**Work instruction**
Could you copy out all the lines in the material below where the word "Contact" occurs?

**Data for this task**
= = = = = = =

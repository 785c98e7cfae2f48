//! Integration tests for [`summarize_document`].
//!
//! These tests run the full pipeline against the mock model backend, so no
//! HTTP requests are made. The echoing mock wraps each chunk in `sum(...)`,
//! which makes fragment order and chunk boundaries visible in the output.

use std::sync::Mutex;

use papergist_core::model::{MockModel, MockResponse};
use papergist_core::pipeline::PipelineError;
use papergist_core::{Config, ModelError, ProgressEvent, SummaryMode, summarize_document};

fn client() -> reqwest::Client {
    reqwest::Client::new()
}

const PAPER: &str = "A Study of Things\n\
    \n\
    Abstract\n\
    Things are interesting. They deserve study.\n\
    \n\
    1 Introduction\n\
    Things have long been studied. Prior work exists.\n\
    \n\
    4 Conclusion\n\
    Things matter a great deal.\n\
    \n\
    References\n\
    [1] Someone. A thing paper.\n";

#[tokio::test]
async fn flat_mode_summarizes_in_chunk_order() {
    let backend = MockModel::echoing();
    let config = Config {
        // Fits two ~20-char sentences per chunk, not three.
        max_chunk_size: 45,
        ..Config::default()
    };

    let text = "First sentence here. Second sentence here. Third sentence here.";
    let out = summarize_document(text, &backend, &client(), &config, |_| {})
        .await
        .unwrap();

    // Two chunks of two-and-one sentences; fragments joined in order.
    assert_eq!(backend.call_count(), 2);
    assert_eq!(
        backend.inputs(),
        vec![
            "First sentence here. Second sentence here.".to_string(),
            "Third sentence here.".to_string(),
        ]
    );
    assert_eq!(
        out,
        "sum(First sentence here. Second sentence here.) sum(Third sentence here.)"
    );
}

#[tokio::test]
async fn flat_mode_cleans_before_chunking() {
    let backend = MockModel::echoing();
    let config = Config::default();

    let text = "Contact me at a@b.com (Smith, 2020) [1,2] for details.";
    summarize_document(text, &backend, &client(), &config, |_| {})
        .await
        .unwrap();

    assert_eq!(backend.inputs(), vec!["Contact me at for details.".to_string()]);
}

#[tokio::test]
async fn sectioned_mode_labels_each_section() {
    let backend = MockModel::echoing();
    let config = Config {
        mode: SummaryMode::Sectioned,
        ..Config::default()
    };

    let out = summarize_document(PAPER, &backend, &client(), &config, |_| {})
        .await
        .unwrap();

    assert!(out.contains("Abstract: sum("), "missing abstract label: {out}");
    assert!(out.contains("Introduction: sum("));
    assert!(out.contains("Conclusion: sum("));
    // Section order is fixed: abstract before introduction before conclusion.
    let a = out.find("Abstract:").unwrap();
    let i = out.find("Introduction:").unwrap();
    let c = out.find("Conclusion:").unwrap();
    assert!(a < i && i < c, "sections out of order: {out}");
    // No methods/results headings in the fixture, so no such labels.
    assert!(!out.contains("Methods:"));
    assert!(!out.contains("Results:"));
}

#[tokio::test]
async fn sectioned_mode_falls_back_to_flat_without_headings() {
    let backend = MockModel::echoing();
    let config = Config {
        mode: SummaryMode::Sectioned,
        ..Config::default()
    };

    let text = "Just an unstructured note. Nothing resembling a heading.";
    let out = summarize_document(text, &backend, &client(), &config, |_| {})
        .await
        .unwrap();

    assert_eq!(backend.call_count(), 1);
    assert!(out.starts_with("sum("), "expected flat fallback output: {out}");
    assert!(!out.contains("Abstract:"));
}

#[tokio::test]
async fn model_failure_is_fatal_with_no_partial_result() {
    let backend = MockModel::with_sequence(vec![
        MockResponse::Summary("fine".to_string()),
        MockResponse::Error {
            status: 503,
            message: "overloaded".to_string(),
        },
    ]);
    let config = Config {
        max_chunk_size: 30,
        ..Config::default()
    };

    let text = "First sentence here. Second sentence here. Third sentence here.";
    let err = summarize_document(text, &backend, &client(), &config, |_| {})
        .await
        .unwrap_err();

    assert!(matches!(
        err,
        PipelineError::Model(ModelError::Api { status: 503, .. })
    ));
    // The failing second chunk stopped the run; the third was never sent.
    assert_eq!(backend.call_count(), 2);
}

#[tokio::test]
async fn empty_document_is_rejected() {
    let backend = MockModel::echoing();
    let config = Config::default();

    let err = summarize_document("  \n\n ", &backend, &client(), &config, |_| {})
        .await
        .unwrap_err();
    assert!(matches!(err, PipelineError::NoText));
    assert_eq!(backend.call_count(), 0);
}

#[tokio::test]
async fn cleanup_only_noise_is_rejected() {
    let backend = MockModel::echoing();
    let config = Config::default();

    // Nothing but removable noise: cleaned text is empty.
    let err = summarize_document("a@b.com [1,2]", &backend, &client(), &config, |_| {})
        .await
        .unwrap_err();
    assert!(matches!(err, PipelineError::NoText));
}

#[tokio::test]
async fn invalid_config_fails_before_any_model_call() {
    let backend = MockModel::echoing();
    let config = Config {
        max_chunk_size: 0,
        ..Config::default()
    };

    let err = summarize_document("Some text.", &backend, &client(), &config, |_| {})
        .await
        .unwrap_err();
    assert!(matches!(err, PipelineError::Config(_)));
    assert_eq!(backend.call_count(), 0);
}

#[tokio::test]
async fn progress_events_cover_every_chunk() {
    let backend = MockModel::echoing();
    let config = Config {
        max_chunk_size: 45,
        ..Config::default()
    };
    let events: Mutex<Vec<ProgressEvent>> = Mutex::new(Vec::new());

    let text = "First sentence here. Second sentence here. Third sentence here.";
    summarize_document(text, &backend, &client(), &config, |e| {
        events.lock().unwrap().push(e);
    })
    .await
    .unwrap();

    let events = events.into_inner().unwrap();
    let starts = events
        .iter()
        .filter(|e| matches!(e, ProgressEvent::ChunkStart { .. }))
        .count();
    let dones = events
        .iter()
        .filter(|e| matches!(e, ProgressEvent::ChunkDone { .. }))
        .count();
    assert_eq!(starts, 2);
    assert_eq!(dones, 2);
}

#[tokio::test]
async fn post_processing_applies_to_the_assembled_summary() {
    let backend = MockModel::new(MockResponse::Summary(
        "1. We present results here today.".to_string(),
    ));
    let config = Config::default();

    let out = summarize_document("A single sentence.", &backend, &client(), &config, |_| {})
        .await
        .unwrap();
    assert_eq!(out, "\u{2022} present results here today.");
}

= = = = = = =

**Solution**
    let text = "Contact me at a@b.com (Smith, 2020) [1,2] for details.";
    assert_eq!(backend.inputs(), vec!["Contact me at for details.".to_string()]);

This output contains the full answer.